Civil rights demonstrations created the new discourse: "Law and order" was needed because integration threatened higher crime rates.

Presidents Richard Nixon, Ronald Reagan, and Bill Clinton all deliberately pursued a racial strategy to gain southern and white swing voters. Their war on drugs, tough–on–crime stance, and welfare reform policies portrayed black and brown people as criminals, drug lords, and welfare queens.

Legislators passed punitive criminal laws and federal agencies exponentially increased funding to local law enforcement, boosting their presence in disadvantaged neighborhoods to levels never seen prior to the 1980s.

In the next two decades, the prison population increased fourfold. Now, a third of young African–American men are under the control of corrections.

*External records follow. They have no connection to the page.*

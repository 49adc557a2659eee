use std::sync::atomic::{AtomicBool, Ordering};
use std::sync::RwLock;

use chrono::{Local, NaiveDate, Utc};
use once_cell::sync::Lazy;
use regex::Regex;
use rust_decimal::Decimal;
use tracing::{debug, info};
use uuid::Uuid;

use crate::db::repositories::attendance_repository::AttendanceRepository;
use crate::db::repositories::labor_repository::LaborRepository;
use crate::db::repositories::payment_repository::PaymentRepository;
use crate::db::repositories::settings_repository::SettingsRepository;
use crate::db::repositories::workplace_repository::WorkplaceRepository;
use crate::db::DbPool;
use crate::error::{AppError, AppResult};
use crate::models::attendance::{AttendanceRecord, AttendanceStatus};
use crate::models::labor::{Labor, LaborCreateInput, LaborUpdateInput};
use crate::models::payment::{PaymentCreateInput, PaymentRecord, PaymentUpdateInput};
use crate::models::report::{DashboardStats, LaborSummary, ReportFilters, ReportSummary};
use crate::models::settings::AppSettings;
use crate::models::workplace::{Workplace, WorkplaceCreateInput, WorkplaceUpdateInput};
use crate::services::backup_service::BackupService;
use crate::services::calculations;

const DEFAULT_WORKPLACE_NAME: &str = "Default Workplace";

static PHONE_PATTERN: Lazy<Regex> =
    Lazy::new(|| Regex::new(r"^\+?[0-9][0-9 \-]{4,19}$").expect("phone pattern"));

/// In-memory view of the active workplace's data plus the derived dashboard
/// numbers. Labors, attendance and payments are already scoped to the
/// active workplace; other workplaces' records never appear here.
#[derive(Debug, Clone, Default)]
pub struct DataSnapshot {
    pub workplaces: Vec<Workplace>,
    pub active_workplace: Option<Workplace>,
    pub labors: Vec<Labor>,
    pub attendance_records: Vec<AttendanceRecord>,
    pub payment_records: Vec<PaymentRecord>,
    pub settings: AppSettings,
    pub dashboard_stats: DashboardStats,
}

/// Mediates between the UI and the store: every mutation validates its
/// preconditions, writes through a repository, reloads the snapshot and
/// recomputes the dashboard. Callers read cloned state, never live rows.
pub struct DataService {
    db: DbPool,
    backup: BackupService,
    snapshot: RwLock<DataSnapshot>,
    loading: AtomicBool,
}
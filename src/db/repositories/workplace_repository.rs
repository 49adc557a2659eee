use std::convert::TryFrom;

use rusqlite::{named_params, Connection, OptionalExtension, Row};

use crate::error::{AppError, AppResult};
use crate::models::workplace::Workplace;

const BASE_SELECT: &str = r#"
    SELECT
        id,
        name,
        description,
        is_active,
        created_at
    FROM workplaces
"#;

impl TryFrom<&Row<'_>> for Workplace {
    type Error = rusqlite::Error;

    fn try_from(row: &Row<'_>) -> Result<Self, Self::Error> {
        Ok(Self {
            id: row.get("id")?,
            name: row.get("name")?,
            description: row.get("description")?,
            is_active: row.get::<_, i64>("is_active")? != 0,
            created_at: row.get("created_at")?,
        })
    }
}

pub struct WorkplaceRepository;

impl WorkplaceRepository {
    /// `created_at DESC` is the store's default ordering; the orchestrator's
    /// active-workplace fallback picks the head of this list.
    pub fn list(conn: &Connection) -> AppResult<Vec<Workplace>> {
        let mut stmt = conn.prepare(&format!("{BASE_SELECT} ORDER BY created_at DESC"))?;

        let rows = stmt
            .query_map([], |row| Workplace::try_from(row))?
            .collect::<Result<Vec<_>, _>>()?;

        Ok(rows)
    }

    pub fn find_by_id(conn: &Connection, id: &str) -> AppResult<Option<Workplace>> {
        let mut stmt = conn.prepare(&format!("{BASE_SELECT} WHERE id = ?1"))?;

        let row = stmt
            .query_row([id], |row| Workplace::try_from(row))
            .optional()?;

        Ok(row)
    }

    pub fn insert(conn: &Connection, workplace: &Workplace) -> AppResult<()> {
        conn.execute(
            r#"
                INSERT INTO workplaces (id, name, description, is_active, created_at)
                VALUES (:id, :name, :description, :is_active, :created_at)
            "#,
            named_params! {
                ":id": &workplace.id,
                ":name": &workplace.name,
                ":description": &workplace.description,
                ":is_active": workplace.is_active as i64,
                ":created_at": &workplace.created_at,
            },
        )?;

        Ok(())
    }

    pub fn update(conn: &Connection, workplace: &Workplace) -> AppResult<()> {
        let affected = conn.execute(
            r#"
                UPDATE workplaces SET
                    name = :name,
                    description = :description,
                    is_active = :is_active
                WHERE id = :id
            "#,
            named_params! {
                ":id": &workplace.id,
                ":name": &workplace.name,
                ":description": &workplace.description,
                ":is_active": workplace.is_active as i64,
            },
        )?;

        if affected == 0 {
            return Err(AppError::not_found());
        }
        Ok(())
    }

    /// Labors, attendance and payments under the workplace cascade away with
    /// it through the schema's foreign keys.
    pub fn delete(conn: &Connection, id: &str) -> AppResult<()> {
        let affected = conn.execute("DELETE FROM workplaces WHERE id = ?1", [id])?;
        if affected == 0 {
            return Err(AppError::not_found());
        }
        Ok(())
    }

    pub fn delete_all(conn: &Connection) -> AppResult<()> {
        conn.execute("DELETE FROM workplaces", [])?;
        Ok(())
    }
}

Alexander posits that these policies and practices resulted in the intentional creation of an underclass, this time not based on race, but on felony status. Police round up suspects for forfeiture money and continued federal grants. Courts convict and impose harsh sentencing in the name of public safety.

The combination results in invisible punishments—inability of offenders to access public housing, education, and employment; suspension of the rights to vote and serve on a jury; regulation of movement; etc.

Colorblindness, premised on a belief that we can’t be trusted to see race and still treat each other fairly, creates indifference.

Alexander provides some solutions, not all of them easy: To talk about race, to understand racial history, to realize that our racial resentments and economic insecurities are exploited for political gain, and to see race.

According to 2010 census data and the Minnesota Department of Corrections, whites constitute 85.3 percent of the state’s general population, but 53 to 54 percent of inmates. Blacks constitute 5.2 percent of the general population, but 35 to 36 percent of inmates. The number one offense of conviction is drugs.

By understanding the history laid out by Alexander and this data, I can better relate to my friends of color. I can empathize with their struggles, use my voice to make others aware, and advocate for change.


Melanie Ford is a lawyer in Duluth. She is on the Board of Directors of Clayton Jackson McGhie Memorial, Inc. and a community representative on the steering committee of the Juvenile Detention Alternatives Initiative. Both groups work to eliminate racism and the disparate impact of political, social, and governmental policies on people of color.